I’ve decided to set my pride aside & reach out for help. The past few months I’ve been in a tornado of things & in the end the worst part, the passing of my daughter Namirya.

I would like to explain the last few months so that you could understand just a little bit of Mine & Namiryas story......

My pregnancy wasn’t what I’ve experienced before. I was so ill I could barely get out of bed. Not being able to work was adding to the stress and the whole pandemic & being terrified to get Covid only stressed me even more. 

Namirya was born at only 28 weeks, on November 18th at 5:45pm.
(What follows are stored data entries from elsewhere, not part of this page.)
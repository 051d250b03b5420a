//! Named smoothing priors and a config-driven smoother.

use decibans_core::config::SmoothingConfig;
use decibans_core::constants::{
    DEFAULT_CARDINALITY, DEFAULT_CREDIBLE_LEVEL, JEFFREYS_ALPHA, LAPLACE_ALPHA,
};
use decibans_core::errors::DomainResult;

/// Pseudo-count choice for additive smoothing.
#[derive(Debug, Clone, Copy, PartialEq, Default)]
pub enum SmoothingPrior {
    /// α = 1, add-one smoothing.
    #[default]
    Laplace,
    /// α = 0.5.
    Jeffreys,
    /// Any other pseudo-count.
    Custom(f64),
}

impl SmoothingPrior {
    pub fn alpha(&self) -> f64 {
        match self {
            Self::Laplace => LAPLACE_ALPHA,
            Self::Jeffreys => JEFFREYS_ALPHA,
            Self::Custom(alpha) => *alpha,
        }
    }

    /// Map a pseudo-count back to a named prior where one matches.
    pub fn from_alpha(alpha: f64) -> Self {
        if alpha == LAPLACE_ALPHA {
            Self::Laplace
        } else if alpha == JEFFREYS_ALPHA {
            Self::Jeffreys
        } else {
            Self::Custom(alpha)
        }
    }

    pub fn name(&self) -> &'static str {
        match self {
            Self::Laplace => "laplace",
            Self::Jeffreys => "jeffreys",
            Self::Custom(_) => "custom",
        }
    }
}

/// Additive smoother bound to a prior, an outcome cardinality, and a
/// credible level.
#[derive(Debug, Clone, Copy, PartialEq)]
pub struct Smoother {
    prior: SmoothingPrior,
    cardinality: u64,
    credible_level: f64,
}

impl Smoother {
    pub fn new(prior: SmoothingPrior, cardinality: u64) -> Self {
        Self {
            prior,
            cardinality,
            credible_level: DEFAULT_CREDIBLE_LEVEL,
        }
    }

    /// Build from resolved configuration.
    pub fn from_config(config: &SmoothingConfig) -> Self {
        let smoother = Self {
            prior: SmoothingPrior::from_alpha(config.effective_alpha()),
            cardinality: config.effective_cardinality(),
            credible_level: config.effective_credible_level(),
        };
        tracing::debug!(
            prior = smoother.prior.name(),
            alpha = smoother.alpha(),
            cardinality = smoother.cardinality,
            "smoother configured"
        );
        smoother
    }

    pub fn with_credible_level(mut self, level: f64) -> Self {
        self.credible_level = level;
        self
    }

    pub fn prior(&self) -> SmoothingPrior {
        self.prior
    }

    pub fn alpha(&self) -> f64 {
        self.prior.alpha()
    }

    pub fn cardinality(&self) -> u64 {
        self.cardinality
    }

    pub fn credible_level(&self) -> f64 {
        self.credible_level
    }

    /// Smoothed probability of `occurrences` in `trials`.
    pub fn probability(&self, occurrences: u64, trials: u64) -> DomainResult<f64> {
        super::laplace_smooth(self.alpha(), occurrences, trials, self.cardinality)
    }

    /// Credible interval around [`Smoother::probability`] at the configured level.
    pub fn interval(&self, occurrences: u64, trials: u64) -> DomainResult<(f64, f64)> {
        super::credible_interval(
            self.alpha(),
            occurrences,
            trials,
            self.cardinality,
            self.credible_level,
        )
    }
}

impl Default for Smoother {
    fn default() -> Self {
        Self::new(SmoothingPrior::Laplace, DEFAULT_CARDINALITY)
    }
}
I went in for an ultra sound & it showed she was filing up with fluid & was in full congestive heart failure. I was then taken to labor & delivery where I needed to have an emergency c-section.
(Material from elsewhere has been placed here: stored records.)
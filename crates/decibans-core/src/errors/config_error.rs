//! Configuration errors.

use super::error_code::{self, ErrorCode};

/// Errors that can occur during configuration loading and validation.
#[derive(Debug, thiserror::Error)]
pub enum ConfigError {
    #[error("Config file not found: {path}")]
    FileNotFound { path: String },

    #[error("Config parse error in {path}: {message}")]
    ParseError { path: String, message: String },

    #[error("Config validation failed for {field}: {message}")]
    ValidationFailed { field: String, message: String },
}

impl ErrorCode for ConfigError {
    fn error_code(&self) -> &'static str {
        error_code::CONFIG_ERROR
    }
}
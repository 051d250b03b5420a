//! Error handling for decibans.
//! One error enum per subsystem, `thiserror` only, zero `anyhow`.

pub mod config_error;
pub mod domain_error;
pub mod error_code;

pub use config_error::ConfigError;
pub use domain_error::{DomainError, DomainResult};
pub use error_code::ErrorCode;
The next morning.. Namirya was transported by helicopter to Loma Linda University where she would get the help she needed to fight something called “Hydrops”.  Hydrops caused her body to retain fluid beneath her skin. Her poor little face was so swollen she could barely open her eyes. Her lungs were filling with fluid, her little heart was surrounded by fluid as well causing too much pressure & her little body was under distress. 

I was finally released & I couldn’t wait 2 visit my sweet, sweet Namirya!

Each visit with Namirya was short & hard. With Covid the visit schedule was weird & you couldn’t stay during or after shift changes! I just remember never wanting 2 leave &wanting to take her home & just cuddle her so she could get better in my arms, laying on her Mamas chest!

December 7th after 4 ER visits I was scheduled to have a D& C done because there was retained product of pregnancy in my uterus causing my body to contract & hemorrhage. I was being prepped for surgery & Loma Linda called to tell me my daughters blood pressure was dropping and they were worried she wasn’t going to make it. I could barely breathe & was crying & panicking.... I was terrified that Namirya was not going be ok when I came out of surgery!
When I woke up from surgery all I wanted to know was if she was ok! Finally I was able to call & was reassured she was doing a little better & was on new meds to help her blood pressure stabilize. 
During my procedure I needed 2 blood transfusions and I still  felt horrible. The hospital was trying to send me home & even though I wanted to run out of there & see my sweet girl I knew something just was not right! Got another blood transfusion along with plasma &..After finally coming home I then started having “symptoms of Covid”, but at that time didn’t even realize that is what it was.  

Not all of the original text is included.